6. Keep abreast of local and international news to know the general market condition.

"If there is a solid bull foundation, for instance, whether or not what the papers call bull manipulation is going on at the same time, certain news items fail to have the effect they would if the Street was bearish. It is all in the state of sentiment at the time."

"But my greatest discovery was that a man must study general conditions, to size them so as to be able to anticipate probabilities."

"Like the physician who keeps up with the advances of science, the wise trader never ceases to study general conditions, to keep track of developments everywhere that are likely to affect or influence the course of the various markets. After years at the game it becomes a habit to keep posted. He acts almost automatically. He acquires the invaluable professional attitude and that enables him to beat the game -- at times!"


7. Buy in tranches when building up volume. It's also a way to test your analysis.

"But in starting a movement it is unwise to take on your full line unless you are convinced that conditions are exactly right. Remember that stocks are never too high for you to begin buying or too low to begin selling. But after the initial transaction, don't make a second unless the first shows you a profit. Wait and watch."

"He should accumulate his line on the way up. Let him buy one-fifth of his full line. If that does not show him a profit he must not increase his holdings because he has obviously begun wrong; he is wrong temporarily and there is no profit in being wrong at any time."


8. Admit you're wrong and move on.


"The only thing to do when a man is wrong is to be right by ceasing to be wrong."

"A loss never bothers me after I take it. I forget it overnight. But being wrong -- not taking the loss -- that is what does the damage to the pocketbook and to the soul."

"A speculator must concern himself with making money out of the market and not with insisting that the tape must agree with him. Never argue with it or ask it for reasons or explanations. Stockmarket post-mortems don't pay dividends."


9. Speculate intelligently instead of trading blindly, ergo, gambling on tips


"The one game of all games that really requires study before making a play is the one he goes into without his usual highly intelligent preliminary and precautionary doubts. He will risk half his fortune in the stock market with less reflection than he devotes to the selection of a medium-priced automobile."

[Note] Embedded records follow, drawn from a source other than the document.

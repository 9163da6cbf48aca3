//! Hub (IM) link-database acquisition.
//!
//! The IM iterates its table through get-first (0x69) / get-next (0x6A);
//! each ACK is followed by an 0x57 record, and a NAK means the end of the
//! table was reached. The records come back with no addresses, so the merge
//! is the content-matching one.

use crate::command::{Command, CommandKind};
use crate::error::{CommandOutcome, ErrorKind};
use crate::session::{CancelToken, HubSession};
use insteon_linkdb::merge::merge_hub_records;
use insteon_linkdb::LinkDatabase;
use insteon_wire::message::{IM_CMD_GET_FIRST_ALL_LINK_RECORD, IM_CMD_GET_NEXT_ALL_LINK_RECORD};
use insteon_wire::AllLinkRecordMessage;
use tracing::{debug, info};

fn get_record_command(first: bool) -> Command {
    let (name, code) = if first {
        ("im_get_first_record", IM_CMD_GET_FIRST_ALL_LINK_RECORD)
    } else {
        ("im_get_next_record", IM_CMD_GET_NEXT_ALL_LINK_RECORD)
    };
    // NAK is the normal end-of-table signal here; never retry it
    Command::raw_im(name, code, String::new(), CommandKind::AllLinkRecord).with_max_attempts(1)
}

/// Read the hub's complete link table, in order.
pub async fn read_hub_database(
    session: &HubSession,
    cancel: &CancelToken,
) -> Result<Vec<AllLinkRecordMessage>, CommandOutcome> {
    let _guard = session.gate.acquire("read_hub_database").await;
    let mut records = Vec::new();
    let mut first = true;
    loop {
        let reply = session.run_sub(get_record_command(first), cancel).await;
        first = false;
        if reply.outcome.success {
            match reply.response.record {
                Some(record) => {
                    debug!(
                        seq = records.len(),
                        destination = %record.destination,
                        "hub record received"
                    );
                    records.push(record);
                }
                // completed without a record: treat as a hard protocol error
                None => return Err(CommandOutcome::failure(ErrorKind::NoRecordResponse, 1)),
            }
        } else if reply.outcome.error == ErrorKind::Nak {
            // end of table
            info!(count = records.len(), "hub database read complete");
            return Ok(records);
        } else {
            return Err(reply.outcome);
        }
    }
}

/// Read the hub table and fold it into the cached database.
pub async fn sync_hub_database(
    session: &HubSession,
    db: &mut LinkDatabase,
    cancel: &CancelToken,
) -> CommandOutcome {
    match read_hub_database(session, cancel).await {
        Ok(records) => {
            // merge runs outside the gate
            merge_hub_records(db, &records);
            CommandOutcome::success(1)
        }
        Err(outcome) if outcome.is_cancelled() => outcome,
        Err(outcome) => {
            // fold, keeping the macro's contract; the sub-command kind was
            // already logged where it failed
            CommandOutcome::failure(ErrorKind::SubCommandFailed, outcome.attempts)
        }
    }
}
//! Wire-level primitives for the INSTEON hub protocol.
//!
//! This crate covers everything below the command layer:
//! - **HexString / ResponseStream**: the hub's shared response buffer is a
//!   hex-pair encoded byte stream; `ResponseStream` is a cursor over it with
//!   bounded look-ahead, used by the response dispatcher.
//! - **Message views**: fixed-layout views over standard/extended INSTEON
//!   messages, all-link records and the asynchronous broadcasts the IM emits.
//! - **DeviceAddress**: the 24-bit device identifier.
//! - **Checksum**: the Data14 checksum carried by extended messages.
//!
//! Nothing in this crate talks to the network; it is pure byte plumbing.

pub mod address;
pub mod checksum;
pub mod hexstream;
pub mod message;

pub use address::DeviceAddress;
pub use checksum::{compute_checksum, verify_checksum};
pub use hexstream::{HexString, HexStreamError, ResponseStream};
pub use message::{
    AllLinkRecordMessage, AllLinkingCompleted, CleanupFailure, ExtendedMessage, MessageDirection,
    StandardMessage, ACK, EXTENDED_DATA_LEN, NAK, STX,
};

/// Version information
pub const VERSION: &str = env!("CARGO_PKG_VERSION");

"Do you wish to gamble blindly in the hope of getting a great big profit or do you wish to speculate intelligently and get a smaller but much more probable profit?"


"How is the public protected against the danger of buying stocks above their real value? Who punishes the distributor of unjustified bullish news items? Nobody; and yet, the public loses more money buying stocks on anonymous inside advice when they are too high than it does selling out stocks below their value as a consequence of bearish advice during socalled "raids.""


10. No one can consistently and continuously beat the market. So if there's a guru or mentor selling you a foolproof system, he's just trying to fool you.
"I have said many times and cannot say it too often that the experience of years as a stock operator has convinced me that no man can consistently and continuously beat the stock market though he may make money in individual stocks on certain occasions. No matter how experienced a trader is the possibility of his making losing plays is always present because speculation cannot be made 100 percent safe."


These are just few of the many lessons you'll learn from the book, the rest, I'll leave it up to you to find out. :)


Trivia: In the book, Larry Livingston was used as pseudonym for Jesse Livermore.